Случайно, на улице, я встретила нового редактора нового «Северного вестника», Флексера-Волынского (которого сначала не узнала), и мы разговорились. Он рассказывал мне, что хочет поставить журнал более свободно, в смысле привлечения молодых сил, и это мне понравилось. Я, впрочем, не очень верила в его «литературность», и даже в его способность литературно писать (впоследствии оказалось, что я была права). Это был худенький, маленький еврей, остроносый и бритый, с длинными складками на щеках, говоривший с сильным акцентом и очень самоуверенный. Он, впрочем, еврейства своего и не скрывал (как Льдов-Розенблюм), а, напротив, им даже гордился.

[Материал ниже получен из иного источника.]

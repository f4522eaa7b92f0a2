//! The surrounding form that fields render into.

/// Parameters the form passes to a field when rendering it.
#[derive(Debug, Clone, Default, PartialEq, Eq)]
pub struct RenderParams {
    /// Input name of the field in the submitted form.
    pub name: String,
    /// CSS class set on the field, e.g. for error styling.
    pub class: Option<String>,
}

impl RenderParams {
    pub fn new(name: impl Into<String>) -> Self {
        Self {
            name: name.into(),
            class: None,
        }
    }
}

/// Integrates rendered fields into a form.
pub trait FormRenderer {
    /// True while a fieldset is open.
    fn in_fieldset(&self) -> bool;

    /// Open a new fieldset, closing the current one.
    fn start_fieldset(&mut self, legend: &str);

    /// Append one field's markup to the current fieldset.
    fn add_element(&mut self, html: String);
}

#[derive(Debug, Clone, Default, PartialEq, Eq)]
struct Fieldset {
    legend: String,
    elements: Vec<String>,
}

/// A minimal HTML form collecting fields into fieldsets.
#[derive(Debug, Clone, Default, PartialEq, Eq)]
pub struct HtmlForm {
    id: String,
    fieldsets: Vec<Fieldset>,
    loose: Vec<String>,
}

impl HtmlForm {
    pub fn new(id: impl Into<String>) -> Self {
        Self {
            id: id.into(),
            ..Self::default()
        }
    }

    /// Markup of every element added, in order.
    pub fn elements(&self) -> Vec<&str> {
        self.loose
            .iter()
            .chain(self.fieldsets.iter().flat_map(|f| f.elements.iter()))
            .map(String::as_str)
            .collect()
    }

    pub fn fieldset_count(&self) -> usize {
        self.fieldsets.len()
    }

    /// The complete form markup.
    pub fn render(&self) -> String {
        let mut html = format!(
            "<form id=\"{}\" method=\"post\">",
            html_escape::encode_double_quoted_attribute(&self.id)
        );
        for element in &self.loose {
            html.push_str(element);
        }
        for fieldset in &self.fieldsets {
            html.push_str("<fieldset>");
            if !fieldset.legend.is_empty() {
                html.push_str(&format!(
                    "<legend>{}</legend>",
                    html_escape::encode_text(&fieldset.legend)
                ));
            }
            for element in &fieldset.elements {
                html.push_str(element);
            }
            html.push_str("</fieldset>");
        }
        html.push_str("</form>");
        html
    }
}

impl FormRenderer for HtmlForm {
    fn in_fieldset(&self) -> bool {
        !self.fieldsets.is_empty()
    }

    fn start_fieldset(&mut self, legend: &str) {
        self.fieldsets.push(Fieldset {
            legend: legend.to_string(),
            elements: Vec::new(),
        });
    }

    fn add_element(&mut self, html: String) {
        match self.fieldsets.last_mut() {
            Some(fieldset) => fieldset.elements.push(html),
            None => self.loose.push(html),
        }
    }
}
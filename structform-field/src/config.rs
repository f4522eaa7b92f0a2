//! Field rendering and message configuration using Figment
//!
//! Sources are merged in precedence order (later sources override earlier ones):
//! 1. Default values
//! 2. An optional configuration file (TOML, YAML or JSON, chosen by extension)
//! 3. Environment variables with the `STRUCTFORM_` prefix, nested keys separated
//!    by `__` (e.g. `STRUCTFORM_MESSAGES__REQUIRED`)

use std::path::Path;

use figment::{
    providers::{Env, Format, Json, Serialized, Toml, Yaml},
    Figment,
};
use serde::{Deserialize, Serialize};
use tracing::debug;

use crate::error::ConfigError;

/// Environment variable prefix.
pub const ENV_PREFIX: &str = "STRUCTFORM_";

/// User-facing message templates. `%s` is replaced by the column label.
#[derive(Debug, Clone, Serialize, Deserialize, PartialEq)]
#[serde(default)]
pub struct Messages {
    pub required: String,
    pub validation_prefix: String,
    pub multi_hint: String,
}

impl Default for Messages {
    fn default() -> Self {
        Self {
            required: "%s is required.".into(),
            validation_prefix: "Field [%s]: ".into(),
            multi_hint: "Separate multiple values with commas.".into(),
        }
    }
}

/// Messages are plain text: `%s` takes the label verbatim and escaping is
/// left to whoever displays the diagnostic.
impl Messages {
    pub fn required(&self, label: &str) -> String {
        self.required.replacen("%s", label, 1)
    }

    pub fn validation(&self, label: &str, message: &str) -> String {
        format!("{}{}", self.validation_prefix.replacen("%s", label, 1), message)
    }
}

/// Settings for resolving, validating and rendering fields.
#[derive(Debug, Clone, Serialize, Deserialize, PartialEq)]
#[serde(default)]
pub struct FieldConfig {
    /// Language used for translated labels and hints.
    pub lang: String,
    /// CSS class applied to fields that failed validation.
    pub error_class: String,
    /// Markup appended to the label of non-optional fields.
    pub required_marker: String,
    /// Prefix of generated element ids.
    pub id_prefix: String,
    /// Joins display values of multiple lookup matches.
    pub lookup_separator: String,
    pub messages: Messages,
}

impl Default for FieldConfig {
    fn default() -> Self {
        Self {
            lang: "en".into(),
            error_class: "bureaucracy_error".into(),
            required_marker: " <sup>*</sup>".into(),
            id_prefix: "struct__".into(),
            lookup_separator: ", ".into(),
            messages: Messages::default(),
        }
    }
}

impl FieldConfig {
    /// Load from defaults and environment.
    pub fn load() -> Result<Self, ConfigError> {
        Self::load_from(None)
    }

    /// Load from defaults, `path` (if given) and environment.
    pub fn load_from(path: Option<&Path>) -> Result<Self, ConfigError> {
        let config: FieldConfig = Self::figment(path)?.extract()?;
        debug!(lang = %config.lang, "field configuration loaded");
        Ok(config)
    }

    /// Build the figment with all sources in precedence order.
    pub fn figment(path: Option<&Path>) -> Result<Figment, ConfigError> {
        let mut figment = Figment::new().merge(Serialized::defaults(FieldConfig::default()));

        if let Some(path) = path {
            if !path.is_file() {
                return Err(ConfigError::FileNotFound {
                    path: path.to_path_buf(),
                });
            }
            let extension = path
                .extension()
                .and_then(|e| e.to_str())
                .unwrap_or_default()
                .to_lowercase();
            figment = match extension.as_str() {
                "toml" => figment.merge(Toml::file(path)),
                "yaml" | "yml" => figment.merge(Yaml::file(path)),
                "json" => figment.merge(Json::file(path)),
                other => {
                    return Err(ConfigError::UnsupportedFormat {
                        format: other.to_string(),
                    })
                }
            };
        }

        Ok(figment.merge(Env::prefixed(ENV_PREFIX).split("__")))
    }
}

Не помню, как вышло, что он после появился у нас. Ко мне он относился очень хорошо, тотчас же предложил напечатать мои «новые» стихи, нигде не признаваемые, а Д. С., отличавшийся необычайной доверчивостью (вот черта его характера, которую я подчеркиваю, — она мне казалась удивительной, часто досадной, но привлекательной, так как в ней было что-то детское, до конца жизни его не оставлявшее), Д. С., говорю я, с совершенным доверием отнесся к новому редактору и всем его благим намерениям. Скоро зашла речь и о напечатании «Юлиана» в «Северном вестнике». Тут я должна сказать, что даже и на Д. С. при всей его скромности манера «принятия» в журнал этого романа Флексером, — произвела неприятное впечатление. Флексер распоряжался текстом без больших церемоний: он пришел к нам с рукописью, которую брал читать, и почти грубо (может быть, он просто и держать себя не умел?) — указывал на отмеченные куски: «Это — вон! Вот это тоже вон!» Чем он свои «вон» мотивировал — совершенно не помню.